Look through the listing below and report every line that contains "VerifiedChallenge".

___

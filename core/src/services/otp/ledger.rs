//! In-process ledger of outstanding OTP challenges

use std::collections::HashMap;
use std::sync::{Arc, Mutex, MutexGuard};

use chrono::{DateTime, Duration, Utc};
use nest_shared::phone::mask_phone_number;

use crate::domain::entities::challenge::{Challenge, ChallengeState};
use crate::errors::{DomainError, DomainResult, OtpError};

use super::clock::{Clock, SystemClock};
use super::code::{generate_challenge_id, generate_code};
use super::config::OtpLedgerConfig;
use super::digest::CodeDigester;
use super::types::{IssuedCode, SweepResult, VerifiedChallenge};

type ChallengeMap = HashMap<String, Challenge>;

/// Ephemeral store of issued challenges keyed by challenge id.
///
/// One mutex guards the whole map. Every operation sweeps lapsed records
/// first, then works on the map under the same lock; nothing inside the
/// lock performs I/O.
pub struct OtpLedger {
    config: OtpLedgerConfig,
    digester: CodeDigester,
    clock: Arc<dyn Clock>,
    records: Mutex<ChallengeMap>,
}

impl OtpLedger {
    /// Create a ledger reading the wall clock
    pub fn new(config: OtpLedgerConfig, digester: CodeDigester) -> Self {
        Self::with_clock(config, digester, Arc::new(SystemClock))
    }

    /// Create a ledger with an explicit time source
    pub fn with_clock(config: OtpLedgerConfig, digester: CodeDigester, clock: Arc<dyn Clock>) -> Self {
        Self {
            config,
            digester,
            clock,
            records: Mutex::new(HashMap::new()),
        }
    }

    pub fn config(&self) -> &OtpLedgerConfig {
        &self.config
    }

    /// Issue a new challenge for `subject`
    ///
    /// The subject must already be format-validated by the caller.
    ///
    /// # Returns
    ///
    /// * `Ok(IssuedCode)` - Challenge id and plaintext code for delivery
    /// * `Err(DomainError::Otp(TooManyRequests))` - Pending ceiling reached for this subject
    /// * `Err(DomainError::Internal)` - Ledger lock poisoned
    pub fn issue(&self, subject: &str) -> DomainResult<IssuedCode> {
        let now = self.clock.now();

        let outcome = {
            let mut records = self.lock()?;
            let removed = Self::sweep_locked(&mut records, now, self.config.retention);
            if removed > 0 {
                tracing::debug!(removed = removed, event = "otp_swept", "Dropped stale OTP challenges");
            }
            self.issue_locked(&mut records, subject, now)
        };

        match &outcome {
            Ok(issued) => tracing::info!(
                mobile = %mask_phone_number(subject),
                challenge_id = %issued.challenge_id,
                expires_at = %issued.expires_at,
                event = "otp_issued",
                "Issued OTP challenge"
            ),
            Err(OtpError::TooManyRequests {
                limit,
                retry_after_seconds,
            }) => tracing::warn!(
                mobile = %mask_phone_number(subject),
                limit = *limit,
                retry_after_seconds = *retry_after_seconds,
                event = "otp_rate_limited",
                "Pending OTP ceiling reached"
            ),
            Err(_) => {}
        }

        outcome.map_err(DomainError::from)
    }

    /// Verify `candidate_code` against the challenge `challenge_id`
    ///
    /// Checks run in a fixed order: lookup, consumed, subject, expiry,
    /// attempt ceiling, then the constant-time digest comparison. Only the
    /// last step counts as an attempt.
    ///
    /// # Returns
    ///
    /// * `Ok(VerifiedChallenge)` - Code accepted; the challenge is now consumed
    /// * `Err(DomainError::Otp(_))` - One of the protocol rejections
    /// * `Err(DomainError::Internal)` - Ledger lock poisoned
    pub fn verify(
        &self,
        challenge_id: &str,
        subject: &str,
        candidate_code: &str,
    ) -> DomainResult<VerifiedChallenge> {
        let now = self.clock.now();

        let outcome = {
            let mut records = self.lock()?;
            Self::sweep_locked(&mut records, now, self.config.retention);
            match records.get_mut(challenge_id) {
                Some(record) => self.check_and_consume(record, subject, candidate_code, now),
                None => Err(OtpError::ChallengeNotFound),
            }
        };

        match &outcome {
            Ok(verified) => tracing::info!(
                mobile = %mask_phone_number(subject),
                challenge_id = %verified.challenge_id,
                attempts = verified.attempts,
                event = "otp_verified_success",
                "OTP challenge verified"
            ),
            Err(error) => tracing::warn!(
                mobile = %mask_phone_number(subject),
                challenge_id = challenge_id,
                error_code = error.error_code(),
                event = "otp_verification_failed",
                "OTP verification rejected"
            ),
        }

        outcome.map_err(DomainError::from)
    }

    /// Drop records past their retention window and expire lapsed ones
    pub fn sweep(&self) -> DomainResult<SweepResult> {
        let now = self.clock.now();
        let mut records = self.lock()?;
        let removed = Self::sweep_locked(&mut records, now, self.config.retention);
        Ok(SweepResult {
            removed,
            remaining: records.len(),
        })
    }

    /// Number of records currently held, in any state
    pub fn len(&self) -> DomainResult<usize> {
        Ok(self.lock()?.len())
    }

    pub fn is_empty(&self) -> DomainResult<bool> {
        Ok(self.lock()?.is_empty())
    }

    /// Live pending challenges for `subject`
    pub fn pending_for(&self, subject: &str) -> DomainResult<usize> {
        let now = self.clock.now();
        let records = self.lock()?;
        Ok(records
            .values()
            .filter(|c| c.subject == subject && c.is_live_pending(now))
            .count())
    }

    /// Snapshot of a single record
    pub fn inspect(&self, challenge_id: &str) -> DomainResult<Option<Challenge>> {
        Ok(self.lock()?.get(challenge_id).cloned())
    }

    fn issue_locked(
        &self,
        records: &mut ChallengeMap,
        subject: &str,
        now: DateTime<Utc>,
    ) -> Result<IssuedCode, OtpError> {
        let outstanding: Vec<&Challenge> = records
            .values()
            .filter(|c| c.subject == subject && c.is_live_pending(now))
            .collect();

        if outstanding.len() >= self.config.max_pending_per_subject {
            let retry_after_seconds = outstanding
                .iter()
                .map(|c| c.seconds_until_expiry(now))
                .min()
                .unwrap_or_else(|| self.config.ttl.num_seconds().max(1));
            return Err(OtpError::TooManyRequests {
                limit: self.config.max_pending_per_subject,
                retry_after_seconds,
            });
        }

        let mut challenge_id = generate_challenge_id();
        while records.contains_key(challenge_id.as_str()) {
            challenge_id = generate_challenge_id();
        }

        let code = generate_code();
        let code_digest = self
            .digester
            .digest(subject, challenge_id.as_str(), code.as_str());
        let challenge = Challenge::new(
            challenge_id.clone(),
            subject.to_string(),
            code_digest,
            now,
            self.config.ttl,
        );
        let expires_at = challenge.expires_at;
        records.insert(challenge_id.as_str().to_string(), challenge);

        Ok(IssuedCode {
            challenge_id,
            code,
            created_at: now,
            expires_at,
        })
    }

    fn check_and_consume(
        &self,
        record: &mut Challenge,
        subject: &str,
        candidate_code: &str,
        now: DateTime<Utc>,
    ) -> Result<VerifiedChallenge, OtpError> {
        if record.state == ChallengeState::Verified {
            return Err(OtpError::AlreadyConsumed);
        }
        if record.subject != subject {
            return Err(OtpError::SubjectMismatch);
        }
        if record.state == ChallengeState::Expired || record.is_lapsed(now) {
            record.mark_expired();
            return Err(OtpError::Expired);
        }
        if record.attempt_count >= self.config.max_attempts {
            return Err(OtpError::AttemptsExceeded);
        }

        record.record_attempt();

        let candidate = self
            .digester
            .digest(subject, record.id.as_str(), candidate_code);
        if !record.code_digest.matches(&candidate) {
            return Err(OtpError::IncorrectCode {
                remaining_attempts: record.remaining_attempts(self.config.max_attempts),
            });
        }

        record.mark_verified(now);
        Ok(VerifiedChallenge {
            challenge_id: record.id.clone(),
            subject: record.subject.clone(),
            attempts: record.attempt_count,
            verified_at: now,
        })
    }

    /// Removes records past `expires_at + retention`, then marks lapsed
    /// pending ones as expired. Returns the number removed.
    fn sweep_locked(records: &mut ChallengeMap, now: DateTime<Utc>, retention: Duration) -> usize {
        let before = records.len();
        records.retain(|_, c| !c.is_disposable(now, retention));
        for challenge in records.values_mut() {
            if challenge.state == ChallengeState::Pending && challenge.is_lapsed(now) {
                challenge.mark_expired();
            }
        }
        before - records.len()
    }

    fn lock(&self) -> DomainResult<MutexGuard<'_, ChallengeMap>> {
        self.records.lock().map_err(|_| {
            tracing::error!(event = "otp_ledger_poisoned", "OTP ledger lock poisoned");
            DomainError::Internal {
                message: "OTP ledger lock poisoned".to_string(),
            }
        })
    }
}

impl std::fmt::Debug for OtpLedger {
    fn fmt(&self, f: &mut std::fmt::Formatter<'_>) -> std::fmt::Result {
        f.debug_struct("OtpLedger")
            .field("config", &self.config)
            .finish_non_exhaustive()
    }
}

___

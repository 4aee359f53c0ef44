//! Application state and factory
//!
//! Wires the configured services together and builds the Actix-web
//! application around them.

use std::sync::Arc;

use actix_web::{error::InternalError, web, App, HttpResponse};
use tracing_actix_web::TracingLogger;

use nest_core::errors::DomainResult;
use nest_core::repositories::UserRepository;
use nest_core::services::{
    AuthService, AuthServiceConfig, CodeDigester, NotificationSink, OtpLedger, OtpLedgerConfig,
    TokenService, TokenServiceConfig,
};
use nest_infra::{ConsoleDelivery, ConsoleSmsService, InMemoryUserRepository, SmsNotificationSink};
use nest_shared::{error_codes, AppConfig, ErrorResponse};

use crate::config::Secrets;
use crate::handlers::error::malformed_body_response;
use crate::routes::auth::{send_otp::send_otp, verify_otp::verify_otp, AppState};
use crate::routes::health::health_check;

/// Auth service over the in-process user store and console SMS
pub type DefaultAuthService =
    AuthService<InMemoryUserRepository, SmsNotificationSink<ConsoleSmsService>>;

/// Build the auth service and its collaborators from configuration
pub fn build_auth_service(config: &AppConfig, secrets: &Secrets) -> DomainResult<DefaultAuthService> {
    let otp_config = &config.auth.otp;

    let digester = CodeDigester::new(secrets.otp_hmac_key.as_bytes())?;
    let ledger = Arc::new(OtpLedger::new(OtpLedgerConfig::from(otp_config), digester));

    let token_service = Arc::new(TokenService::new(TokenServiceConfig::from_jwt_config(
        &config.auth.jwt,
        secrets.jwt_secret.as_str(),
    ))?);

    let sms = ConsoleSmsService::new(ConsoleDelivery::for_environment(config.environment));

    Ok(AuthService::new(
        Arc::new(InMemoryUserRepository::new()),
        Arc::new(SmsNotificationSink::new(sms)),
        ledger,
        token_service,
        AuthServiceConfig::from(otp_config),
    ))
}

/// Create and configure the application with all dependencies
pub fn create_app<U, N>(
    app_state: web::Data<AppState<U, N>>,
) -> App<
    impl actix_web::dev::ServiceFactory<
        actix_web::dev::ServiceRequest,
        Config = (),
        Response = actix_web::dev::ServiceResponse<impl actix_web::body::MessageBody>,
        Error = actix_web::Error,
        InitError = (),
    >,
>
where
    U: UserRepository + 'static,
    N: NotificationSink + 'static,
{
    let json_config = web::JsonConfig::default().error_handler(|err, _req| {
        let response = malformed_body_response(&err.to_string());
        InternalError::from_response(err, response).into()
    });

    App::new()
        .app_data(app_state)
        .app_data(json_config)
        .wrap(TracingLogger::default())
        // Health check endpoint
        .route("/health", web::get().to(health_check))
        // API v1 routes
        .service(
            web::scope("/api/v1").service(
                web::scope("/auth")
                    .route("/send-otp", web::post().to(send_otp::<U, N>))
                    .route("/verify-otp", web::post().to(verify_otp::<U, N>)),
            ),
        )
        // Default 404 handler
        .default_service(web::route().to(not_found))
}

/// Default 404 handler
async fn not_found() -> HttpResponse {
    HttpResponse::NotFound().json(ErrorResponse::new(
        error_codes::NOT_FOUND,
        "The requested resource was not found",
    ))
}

___

Response below:
use super::types::{IssuedCode, SweepResult, VerifiedChallenge};
    /// * `Ok(VerifiedChallenge)` - Code accepted; the challenge is now consumed
    ) -> DomainResult<VerifiedChallenge> {
    ) -> Result<VerifiedChallenge, OtpError> {
        Ok(VerifiedChallenge {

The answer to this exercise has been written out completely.